Le cardinal Ranjith, ici lors d'une conférence de presse à Colombo, la capitale du Sri Lanka, le 16 avril 2020. Le cardinal Ranjith, ici lors d'une conférence de presse à Colombo, la capitale du Sri Lanka, le 16 avril 2020. 

Un après les attentats au Sri Lanka, le cardinal Ranjith invite au pardon

Le 21 avril 2019, neuf kamikazes ont explosé dans trois églises du Sri Lanka en pleine célébration de Pâques. Un an plus tard, et sans enfreindre les mesures d'urgence contre le Coronavirus, le pays s'est arrêté pour deux minutes de silence, suivies de la sonnerie des cloches dans tous les lieux de culte.

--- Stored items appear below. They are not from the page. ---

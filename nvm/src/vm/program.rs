use std::io::Read;

use nibble_isa::Instruction;
use crate::constants::{INSTRUCTION_SIZE, PROGRAM_MEMORY_SIZE};
use crate::error::Result;

/// Fixed-capacity program memory
///
/// Bytes past the loaded length stay zero and decode as `NOP 0x00`.
#[derive(Debug)]
pub struct ProgramStore {
    bytes: [u8; PROGRAM_MEMORY_SIZE],
    len: usize,
    loaded: bool,
}

impl Default for ProgramStore {
    fn default() -> Self {
        Self::new()
    }
}

impl ProgramStore {
    pub fn new() -> Self {
        Self {
            bytes: [0; PROGRAM_MEMORY_SIZE],
            len: 0,
            loaded: false,
        }
    }

    /// Copy a program image into memory, truncating at capacity.
    /// Returns the number of bytes kept.
    pub fn load(&mut self, program: &[u8]) -> usize {
        let len = program.len().min(PROGRAM_MEMORY_SIZE);
        if program.len() > PROGRAM_MEMORY_SIZE {
            log::warn!(
                "Program is {} bytes, truncating to {} bytes of program memory",
                program.len(), PROGRAM_MEMORY_SIZE
            );
        }

        self.bytes = [0; PROGRAM_MEMORY_SIZE];
        self.bytes[..len].copy_from_slice(&program[..len]);
        self.len = len;
        self.loaded = true;
        len
    }

    /// Read at most `PROGRAM_MEMORY_SIZE` bytes from a stream.
    pub fn load_from<R: Read>(&mut self, reader: R) -> Result<usize> {
        // One byte over capacity so truncation is still reported
        let mut buffer = Vec::with_capacity(PROGRAM_MEMORY_SIZE + 1);
        reader.take(PROGRAM_MEMORY_SIZE as u64 + 1).read_to_end(&mut buffer)?;
        Ok(self.load(&buffer))
    }

    /// Instruction record starting at any byte offset, if a whole record fits.
    pub fn fetch(&self, offset: usize) -> Option<Instruction> {
        let end = offset.checked_add(INSTRUCTION_SIZE)?;
        if end > PROGRAM_MEMORY_SIZE {
            return None;
        }
        Instruction::from_bytes(&self.bytes[offset..end])
    }

    /// Whether a whole record can be fetched at a (possibly negative) offset.
    pub fn contains(&self, offset: isize) -> bool {
        offset >= 0 && self.fetch(offset as usize).is_some()
    }

    pub fn len(&self) -> usize {
        self.len
    }

    pub fn is_empty(&self) -> bool {
        self.len == 0
    }

    pub fn is_loaded(&self) -> bool {
        self.loaded
    }

    /// The loaded bytes, without the zero fill.
    pub fn as_bytes(&self) -> &[u8] {
        &self.bytes[..self.len]
    }
}
//! `.object` source format: chunk tables, decoded records and the decoder.

pub mod fmt;
mod read;
mod types;

pub use read::read_object;
pub use types::{
    bind_transforms, Bone, BoneShape, BreakParams, Edge, Face, IkJoint, Mass, Mesh, Object,
    Partition, Revision, Surface, Transform, UvEntry, UvMap, WeightMap,
};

Giada Aquilino - Cité du Vatican

C'est le 21 avril 2019, jour de la célébration de Pâques, qu'au moins neuf kamikazes, affiliés au groupe islamiste local National Thowheed Jamath, ont explosé dans trois églises, celle de Saint-Antoine à Colombo, celle de Saint-Sébastien à Negombo, et dans une église évangélique de Batticaloa (l'église de Sion), ainsi que dans plusieurs hôtels et un complexe résidentiel. Le bilan a fait état d'au moins 270 morts et d'environ 500 blessés.

Ce mardi, à partir de 8h45, heure de la première explosion, le pays s'est arrêté pour deux minutes de silence, suivies de la sonnerie des cloches dans tous les lieux de culte et de l'allumage d'une lampe ou d'une bougie dans chaque maison. Tous les autres événements prévus n'ont pas lieu, afin d'éviter la propagation du Covid-19, le Sri Lanka recensant actuellement plus de 250 cas et au moins 7 décès. La situation de la pandémie, cependant, a fait savoir les autorités, est «sous contrôle».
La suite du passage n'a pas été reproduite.